Hello eveybody! Maybe you all already forgot who am I because of my hiatus for so long time. Do you know why I titled it as "back"? This "back" doesn't mean I'll back to blog everytime but this "back" mean I'll back as the old me.
I just want to share some problems that happen to me lately. Just like as 3 years ago I had a broken relationship with someone I love so much but this one is more hurt and pathetic. I don't want to share my story here because I know the place where I should share my story to :)

I've been so desperate lately (uhmm maybe I always be the desperate one, lol). But surely this moment make me so weak and lost my faith in love. I really love my ex so much but the way he hurt me couldn't make me as normal as before. I felt so damn sad and disappointed because he broke his promises but you all know that an ex is should be an ex and there're reasons why he is not in my future. I don't want to talk about him here. But you all must know he was the sweetest one I ever had and I will never ever forget him, I swear!
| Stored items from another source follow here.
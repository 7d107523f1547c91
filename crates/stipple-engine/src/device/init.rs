/// Parameters for [`Gpu::new`](super::Gpu::new).
#[derive(Debug, Clone)]
pub struct GpuInit {
    /// Prefer an sRGB surface format when the surface offers one.
    pub prefer_srgb: bool,

    pub present_mode: wgpu::PresentMode,

    /// Falls back to the first supported mode when unsupported.
    pub alpha_mode: Option<wgpu::CompositeAlphaMode>,

    /// Depth-stencil attachment format. Stencil effects need a stencil aspect.
    pub depth_format: wgpu::TextureFormat,

    pub required_features: wgpu::Features,
    pub required_limits: wgpu::Limits,

    /// Hint; support depends on platform/backend.
    pub desired_maximum_frame_latency: u32,
}

impl Default for GpuInit {
    fn default() -> Self {
        Self {
            prefer_srgb: true,
            present_mode: wgpu::PresentMode::Fifo,
            alpha_mode: None,
            depth_format: wgpu::TextureFormat::Depth24PlusStencil8,
            required_features: wgpu::Features::empty(),
            required_limits: wgpu::Limits::default(),
            desired_maximum_frame_latency: 2,
        }
    }
}
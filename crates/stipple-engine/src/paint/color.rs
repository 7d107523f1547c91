use glam::Vec4;

/// Straight-alpha RGBA color with `f32` channels in `[0, 1]`.
///
/// Vertices carry colors packed to RGBA8 (see [`Color4::pack`]); the unpacked
/// form is used for uniforms (gradient stops) and blending math.
#[derive(Debug, Copy, Clone, Default, PartialEq)]
pub struct Color4 {
    pub r: f32,
    pub g: f32,
    pub b: f32,
    pub a: f32,
}

impl Color4 {
    pub const WHITE: Self = Self::new(1.0, 1.0, 1.0, 1.0);
    pub const BLACK: Self = Self::new(0.0, 0.0, 0.0, 1.0);
    pub const CLEAR: Self = Self::new(0.0, 0.0, 0.0, 0.0);

    #[inline]
    pub const fn new(r: f32, g: f32, b: f32, a: f32) -> Self {
        Self { r, g, b, a }
    }

    /// Creates a color from 8-bit channels.
    #[inline]
    pub fn from_rgba8(r: u8, g: u8, b: u8, a: u8) -> Self {
        Self::new(
            r as f32 / 255.0,
            g as f32 / 255.0,
            b as f32 / 255.0,
            a as f32 / 255.0,
        )
    }

    /// Packs into a `u32` whose little-endian bytes are `r, g, b, a`.
    ///
    /// This is the layout a `unorm8x4` vertex attribute reads back as
    /// `vec4(r, g, b, a)`.
    #[inline]
    pub fn pack(self) -> u32 {
        let c = self.clamped();
        let q = |v: f32| (v * 255.0).round() as u32;
        q(c.r) | (q(c.g) << 8) | (q(c.b) << 16) | (q(c.a) << 24)
    }

    /// Inverse of [`pack`](Self::pack).
    #[inline]
    pub fn unpack(packed: u32) -> Self {
        let [r, g, b, a] = packed.to_le_bytes();
        Self::from_rgba8(r, g, b, a)
    }

    /// Component-wise product, used to tint colors.
    #[inline]
    pub fn modulate(self, other: Self) -> Self {
        Self::new(self.r * other.r, self.g * other.g, self.b * other.b, self.a * other.a)
    }

    /// Returns the premultiplied-alpha form.
    #[inline]
    pub fn premultiplied(self) -> Self {
        Self::new(self.r * self.a, self.g * self.a, self.b * self.a, self.a)
    }

    #[inline]
    pub fn is_finite(self) -> bool {
        self.r.is_finite() && self.g.is_finite() && self.b.is_finite() && self.a.is_finite()
    }

    /// Clamps all channels to `[0, 1]`.
    #[inline]
    pub fn clamped(self) -> Self {
        Self::new(
            self.r.clamp(0.0, 1.0),
            self.g.clamp(0.0, 1.0),
            self.b.clamp(0.0, 1.0),
            self.a.clamp(0.0, 1.0),
        )
    }

    #[inline]
    pub fn to_array(self) -> [f32; 4] {
        [self.r, self.g, self.b, self.a]
    }

    #[inline]
    pub fn to_vec4(self) -> Vec4 {
        Vec4::from_array(self.to_array())
    }
}

impl From<[f32; 4]> for Color4 {
    fn from(c: [f32; 4]) -> Self {
        Self::new(c[0], c[1], c[2], c[3])
    }
}

#[cfg(test)]
mod tests {
    use super::*;

    #[test]
    fn pack_puts_red_in_the_low_byte() {
        assert_eq!(Color4::new(1.0, 0.0, 0.0, 0.0).pack(), 0x0000_00ff);
        assert_eq!(Color4::new(0.0, 0.0, 0.0, 1.0).pack(), 0xff00_0000);
        assert_eq!(Color4::WHITE.pack(), u32::MAX);
    }

    #[test]
    fn pack_clamps_out_of_range_channels() {
        assert_eq!(Color4::new(2.0, -1.0, 0.0, 1.0).pack(), 0xff00_00ff);
    }

    #[test]
    fn unpack_inverts_pack_for_byte_values() {
        let c = Color4::from_rgba8(12, 34, 56, 78);
        assert_eq!(Color4::unpack(c.pack()), c);
    }
}
use glam::Vec2;

use super::Rect;

/// A triangulated polygon.
///
/// Triangulation happens upstream; `indices` is a flat triangle list into
/// `vertices`. Orientation and hole handling are the producer's business.
#[derive(Debug, Clone, Default, PartialEq)]
pub struct Poly2 {
    pub vertices: Vec<Vec2>,
    pub indices: Vec<u32>,
}

impl Poly2 {
    pub fn new(vertices: Vec<Vec2>, indices: Vec<u32>) -> Self {
        debug_assert!(indices.len() % 3 == 0, "Poly2 indices must form triangles");
        Self { vertices, indices }
    }

    /// Two-triangle polygon covering `rect`.
    pub fn from_rect(rect: Rect) -> Self {
        Self {
            vertices: rect.corners().to_vec(),
            indices: vec![0, 1, 2, 0, 2, 3],
        }
    }

    /// Triangle fan around the first vertex of a convex outline.
    pub fn from_convex(outline: &[Vec2]) -> Self {
        let mut indices = Vec::with_capacity(outline.len().saturating_sub(2) * 3);
        for i in 1..outline.len().saturating_sub(1) {
            indices.extend_from_slice(&[0, i as u32, i as u32 + 1]);
        }
        Self {
            vertices: outline.to_vec(),
            indices,
        }
    }

    /// Regular `segments`-gon approximating an ellipse inscribed in `rect`.
    pub fn ellipse(rect: Rect, segments: u32) -> Self {
        let segments = segments.max(3);
        let center = rect.center();
        let radius = rect.size * 0.5;
        let outline: Vec<Vec2> = (0..segments)
            .map(|i| {
                let theta = std::f32::consts::TAU * i as f32 / segments as f32;
                center + Vec2::new(theta.cos(), theta.sin()) * radius
            })
            .collect();
        Self::from_convex(&outline)
    }

    #[inline]
    pub fn is_empty(&self) -> bool {
        self.indices.is_empty()
    }

    pub fn bounds(&self) -> Option<Rect> {
        Rect::bounding(self.vertices.iter().copied())
    }
}
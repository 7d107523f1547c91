use std::sync::Once;

/// Logger configuration.
///
/// `env_filter` uses `env_logger` filter syntax, e.g.
/// `"stipple_engine=debug,wgpu=warn"`. When unset, `RUST_LOG` is read.
#[derive(Debug, Clone)]
pub struct LoggingConfig {
    pub env_filter: Option<String>,
    pub write_style: env_logger::WriteStyle,
}

impl Default for LoggingConfig {
    fn default() -> Self {
        Self {
            env_filter: None,
            write_style: env_logger::WriteStyle::Auto,
        }
    }
}

impl LoggingConfig {
    pub fn with_filter(filter: impl Into<String>) -> Self {
        Self {
            env_filter: Some(filter.into()),
            ..Self::default()
        }
    }
}

static INIT: Once = Once::new();

/// Installs the global logger. Later calls are no-ops.
pub fn init_logging(config: LoggingConfig) {
    INIT.call_once(|| {
        let mut builder = env_logger::Builder::new();

        match config.env_filter.or_else(|| std::env::var("RUST_LOG").ok()) {
            Some(filter) => {
                builder.parse_filters(&filter);
            }
            // wgpu is chatty at info.
            None => {
                builder
                    .filter_level(log::LevelFilter::Info)
                    .filter_module("wgpu_core", log::LevelFilter::Warn)
                    .filter_module("wgpu_hal", log::LevelFilter::Warn)
                    .filter_module("naga", log::LevelFilter::Warn);
            }
        }

        builder.write_style(config.write_style);
        // try_init: a logger installed by a test harness is not an error.
        let _ = builder.try_init();

        log::debug!("logging initialized");
    });
}
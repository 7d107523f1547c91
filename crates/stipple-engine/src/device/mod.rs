//! Window surface, device and the depth-stencil attachment the sprite
//! backend renders with.

mod error;
mod frame;
mod gpu;
mod init;
mod surface;

pub use error::SurfaceErrorAction;
pub use frame::GpuFrame;
pub use gpu::Gpu;
pub use init::GpuInit;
I can't open my email account recently and of course my blog too. But already I got the recovery and can write my post again. Well, the first thing I did when I open my blog was checking my old post and do you know what? I found my old post about lovelife and it was looks like what I should face now! I never realized why I changed a lot and I became immature not mature. 3 years ago I was so wise and so realistic. I know he didn't want me so I tried to walked away and moved on but now even though I know he really hate me and won't come back I still waiting and trying to change. Oh God I wish I was the "old me". But the best thing about being me at this moment is I trust God and believe that God will give me someone better not like 3 years ago(I ever thought to be an atheis lol). I really thank God to push me away from him because I know I deserve someone better. Oh yea he already replaced me in two weeks after broke up... what a jerk.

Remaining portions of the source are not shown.